(DATA EXTRACTS)

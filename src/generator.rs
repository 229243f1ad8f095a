//! Random password generator.

use rand::Rng;
use rand::rngs::OsRng;
use secrecy::SecretString;
use thiserror::Error;

#[cfg(feature = "async")]
use std::sync::Arc;

#[cfg(feature = "async")]
use tokio::sync::mpsc;

#[cfg(feature = "async")]
use tokio_util::sync::CancellationToken;

use crate::hasher::hash_password;
use crate::policy::verify_password;
use crate::store::{CredentialStore, StoreError};

/// Length of generated passwords.
pub const GENERATED_LENGTH: usize = 12;

/// Alphabet generated passwords are drawn from (72 symbols).
pub const GENERATOR_ALPHABET: &[u8] =
    b"abcdefghijklmnopqrstuvwxyzABCDEFGHIJKLMNOPQRSTUVWXYZ0123456789!@#$%^&*";

#[derive(Error, Debug)]
pub enum GenerateError {
    #[error("Duplicate check failed: {0}")]
    Store(#[from] StoreError),
    #[error("Password generation cancelled")]
    Cancelled,
}

fn draw_candidate<R: Rng>(rng: &mut R) -> SecretString {
    let candidate: String = (0..GENERATED_LENGTH)
        .map(|_| GENERATOR_ALPHABET[rng.gen_range(0..GENERATOR_ALPHABET.len())] as char)
        .collect();
    SecretString::new(candidate.into())
}

/// Draws candidates from `rng` until one passes the policy and is not in `store`.
///
/// There is no attempt cap; `is_cancelled` is polled before every draw.
pub(crate) fn generate_with_rng<R: Rng>(
    rng: &mut R,
    store: &dyn CredentialStore,
    is_cancelled: impl Fn() -> bool,
) -> Result<SecretString, GenerateError> {
    loop {
        if is_cancelled() {
            return Err(GenerateError::Cancelled);
        }

        let candidate = draw_candidate(rng);
        if !verify_password(&candidate).is_valid() {
            continue;
        }
        if store.exists_by_hash(&hash_password(&candidate))? {
            #[cfg(feature = "tracing")]
            tracing::debug!("Generated candidate already registered, retrying");
            continue;
        }

        return Ok(candidate);
    }
}

/// Generates a random password that satisfies the policy and is not already
/// registered in `store`.
///
/// Characters come from the operating system's secure random source. Nothing
/// is persisted.
///
/// # Arguments
/// * `store` - Store consulted for the duplicate check
/// * `token` - Optional cancellation token (async feature only)
///
/// # Errors
/// Returns [`GenerateError::Store`] if the store cannot be read and
/// [`GenerateError::Cancelled`] if the token fires.
pub fn generate_password(
    store: &dyn CredentialStore,
    #[cfg(feature = "async")] token: Option<CancellationToken>,
) -> Result<SecretString, GenerateError> {
    #[cfg(feature = "async")]
    let is_cancelled = || token.as_ref().is_some_and(|t| t.is_cancelled());

    #[cfg(not(feature = "async"))]
    let is_cancelled = || false;

    generate_with_rng(&mut OsRng, store, is_cancelled)
}

/// Async version that sends the generated password via channel.
///
/// The draw loop runs on the blocking pool, so the calling executor stays free
/// and can cancel `token` while generation is in progress.
#[cfg(feature = "async")]
pub async fn generate_password_tx(
    store: Arc<dyn CredentialStore>,
    token: CancellationToken,
    tx: mpsc::Sender<Result<SecretString, GenerateError>>,
) {
    #[cfg(feature = "tracing")]
    tracing::info!("password generation is about to start...");

    let handle =
        tokio::task::spawn_blocking(move || generate_password(store.as_ref(), Some(token)));
    let result = match handle.await {
        Ok(result) => result,
        Err(e) if e.is_panic() => std::panic::resume_unwind(e.into_panic()),
        // runtime shutting down
        Err(_) => Err(GenerateError::Cancelled),
    };

    if tx.send(result).await.is_err() {
        #[cfg(feature = "tracing")]
        tracing::error!("Failed to send generated password: receiver dropped");
    }
}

(End DATA EXTRACTS)

PROBLEM DESCRIPTION:
The full listing above needs to be transcribed exactly.

ANSWER TO THIS PROBLEM:
filename src/generator.rs
repository 229243f1ad8f095a
//! Random password generator.

use rand::Rng;
use rand::rngs::OsRng;
use secrecy::SecretString;
use thiserror::Error;

#[cfg(feature = "async")]
use std::sync::Arc;

#[cfg(feature = "async")]
use tokio::sync::mpsc;

#[cfg(feature = "async")]
use tokio_util::sync::CancellationToken;

use crate::hasher::hash_password;
use crate::policy::verify_password;
use crate::store::{CredentialStore, StoreError};

/// Length of generated passwords.
pub const GENERATED_LENGTH: usize = 12;

/// Alphabet generated passwords are drawn from (72 symbols).
pub const GENERATOR_ALPHABET: &[u8] =
    b"abcdefghijklmnopqrstuvwxyzABCDEFGHIJKLMNOPQRSTUVWXYZ0123456789!@#$%^&*";

#[derive(Error, Debug)]
pub enum GenerateError {
    #[error("Duplicate check failed: {0}")]
    Store(#[from] StoreError),
    #[error("Password generation cancelled")]
    Cancelled,
}

fn draw_candidate<R: Rng>(rng: &mut R) -> SecretString {
    let candidate: String = (0..GENERATED_LENGTH)
        .map(|_| GENERATOR_ALPHABET[rng.gen_range(0..GENERATOR_ALPHABET.len())] as char)
        .collect();
    SecretString::new(candidate.into())
}

/// Draws candidates from `rng` until one passes the policy and is not in `store`.
///
/// There is no attempt cap; `is_cancelled` is polled before every draw.
pub(crate) fn generate_with_rng<R: Rng>(
    rng: &mut R,
    store: &dyn CredentialStore,
    is_cancelled: impl Fn() -> bool,
) -> Result<SecretString, GenerateError> {
    loop {
        if is_cancelled() {
            return Err(GenerateError::Cancelled);
        }

        let candidate = draw_candidate(rng);
        if !verify_password(&candidate).is_valid() {
            continue;
        }
        if store.exists_by_hash(&hash_password(&candidate))? {
            #[cfg(feature = "tracing")]
            tracing::debug!("Generated candidate already registered, retrying");
            continue;
        }

        return Ok(candidate);
    }
}

/// Generates a random password that satisfies the policy and is not already
/// registered in `store`.
///
/// Characters come from the operating system's secure random source. Nothing
/// is persisted.
///
/// # Arguments
/// * `store` - Store consulted for the duplicate check
/// * `token` - Optional cancellation token (async feature only)
///
/// # Errors
/// Returns [`GenerateError::Store`] if the store cannot be read and
/// [`GenerateError::Cancelled`] if the token fires.
pub fn generate_password(
    store: &dyn CredentialStore,
    #[cfg(feature = "async")] token: Option<CancellationToken>,
) -> Result<SecretString, GenerateError> {
    #[cfg(feature = "async")]
    let is_cancelled = || token.as_ref().is_some_and(|t| t.is_cancelled());

    #[cfg(not(feature = "async"))]
    let is_cancelled = || false;

    generate_with_rng(&mut OsRng, store, is_cancelled)
}

/// Async version that sends the generated password via channel.
///
/// The draw loop runs on the blocking pool, so the calling executor stays free
/// and can cancel `token` while generation is in progress.
#[cfg(feature = "async")]
pub async fn generate_password_tx(
    store: Arc<dyn CredentialStore>,
    token: CancellationToken,
    tx: mpsc::Sender<Result<SecretString, GenerateError>>,
) {
    #[cfg(feature = "tracing")]
    tracing::info!("password generation is about to start...");

    let handle =
        tokio::task::spawn_blocking(move || generate_password(store.as_ref(), Some(token)));
    let result = match handle.await {
        Ok(result) => result,
        Err(e) if e.is_panic() => std::panic::resume_unwind(e.into_panic()),
        // runtime shutting down
        Err(_) => Err(GenerateError::Cancelled),
    };

    if tx.send(result).await.is_err() {
        #[cfg(feature = "tracing")]
        tracing::error!("Failed to send generated password: receiver dropped");
    }
}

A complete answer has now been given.